TASK INSTRUCTIONS |
Filter the records for lines holding the string "filename".

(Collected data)
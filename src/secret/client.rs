//! Secrets Manager client

use anyhow::{Context, Result};
use aws_config::SdkConfig;
use aws_sdk_secretsmanager::operation::get_secret_value::GetSecretValueOutput;
use aws_sdk_secretsmanager::Client;
use std::future::Future;

/// Payload of a secret version
#[derive(Debug, Clone, PartialEq, Eq)]
pub enum SecretValue {
    Text(String),
    Binary(Vec<u8>),
    Empty,
}

impl SecretValue {
    pub fn as_bytes(&self) -> &[u8] {
        match self {
            SecretValue::Text(text) => text.as_bytes(),
            SecretValue::Binary(bytes) => bytes,
            SecretValue::Empty => &[],
        }
    }
}

/// Secrets Manager API trait for testability
pub trait SecretsApi: Send + Sync {
    /// Current value of a secret by name or ARN
    fn get_secret_value(&self, secret_id: &str)
        -> impl Future<Output = Result<SecretValue>> + Send;
}

/// Secrets Manager client backed by the AWS SDK
pub struct SecretsClient {
    client: Client,
}

impl SecretsClient {
    pub fn new(config: &SdkConfig) -> Self {
        Self {
            client: Client::new(config),
        }
    }
}

impl SecretsApi for SecretsClient {
    async fn get_secret_value(&self, secret_id: &str) -> Result<SecretValue> {
        let resp = self
            .client
            .get_secret_value()
            .secret_id(secret_id)
            .send()
            .await
            .context("secrets manager")?;

        Ok(secret_value(&resp))
    }
}

/// String payload wins over binary
fn secret_value(resp: &GetSecretValueOutput) -> SecretValue {
    if let Some(text) = resp.secret_string() {
        return SecretValue::Text(text.to_string());
    }
    match resp.secret_binary() {
        Some(blob) => SecretValue::Binary(blob.as_ref().to_vec()),
        None => SecretValue::Empty,
    }
}
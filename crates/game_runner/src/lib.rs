//! Game Runner
//!
//! Plays engine-vs-engine games through the core's public operations:
//! - Generates legal moves, lets the side to move choose, applies the move
//! - Falls back to a random legal move when search comes back empty
//! - Flags checkmate and stalemate on the state when the game ends
//!
//! # Usage
//!
//! ```bash
//! # Default depths (White 4, Black 3) from the start position
//! cargo run -p game_runner --bin chess-runner
//!
//! # From a config file, with a JSON summary
//! cargo run -p game_runner --bin chess-runner -- --config game.toml --json
//! ```

mod config;
mod runner;

pub use config::*;
pub use runner::*;
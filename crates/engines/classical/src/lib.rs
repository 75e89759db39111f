//! Classical Chess Engine
//!
//! Negamax with alpha-beta pruning over a mailbox board, evaluated by material
//! and piece-square tables. Each side searches to its own depth.

mod eval;
mod handoff;
mod ordering;
mod search;

use chess_core::{Engine, GameState, Move, SearchResult};

/// Classical chess engine using negamax with alpha-beta pruning.
///
/// This engine uses:
/// - Negamax search with alpha-beta pruning
/// - Material plus piece-square evaluation
/// - Capture/threat/centre move ordering at every node
#[derive(Debug, Clone, Default)]
pub struct NegamaxEngine {
    config: SearchConfig,
    /// Node counter for statistics
    nodes: u64,
}

impl NegamaxEngine {
    pub fn new(config: SearchConfig) -> Self {
        Self { config, nodes: 0 }
    }

    pub fn config(&self) -> &SearchConfig {
        &self.config
    }

    /// Nodes visited by the most recent search.
    pub fn nodes(&self) -> u64 {
        self.nodes
    }
}

impl Engine for NegamaxEngine {
    fn search(&mut self, state: &GameState, valid_moves: &[Move]) -> SearchResult {
        let result = find_best_move(state, valid_moves, &self.config);
        self.nodes = result.nodes;
        result
    }

    fn name(&self) -> &str {
        "Negamax v1.0"
    }

    fn new_game(&mut self) {
        self.nodes = 0;
    }
}

pub use eval::{piece_value, position_bonus, score_board, CHECKMATE, STALEMATE};
pub use handoff::{spawn_search, SearchHandle};
pub use ordering::{move_score, order_moves};
pub use search::{find_best_move, find_move_negamax_alpha_beta, SearchConfig, SearchContext};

OUTPUT BELOW |
filename src/secret/client.rs
filename crates/game_runner/src/lib.rs
filename crates/engines/classical/src/lib.rs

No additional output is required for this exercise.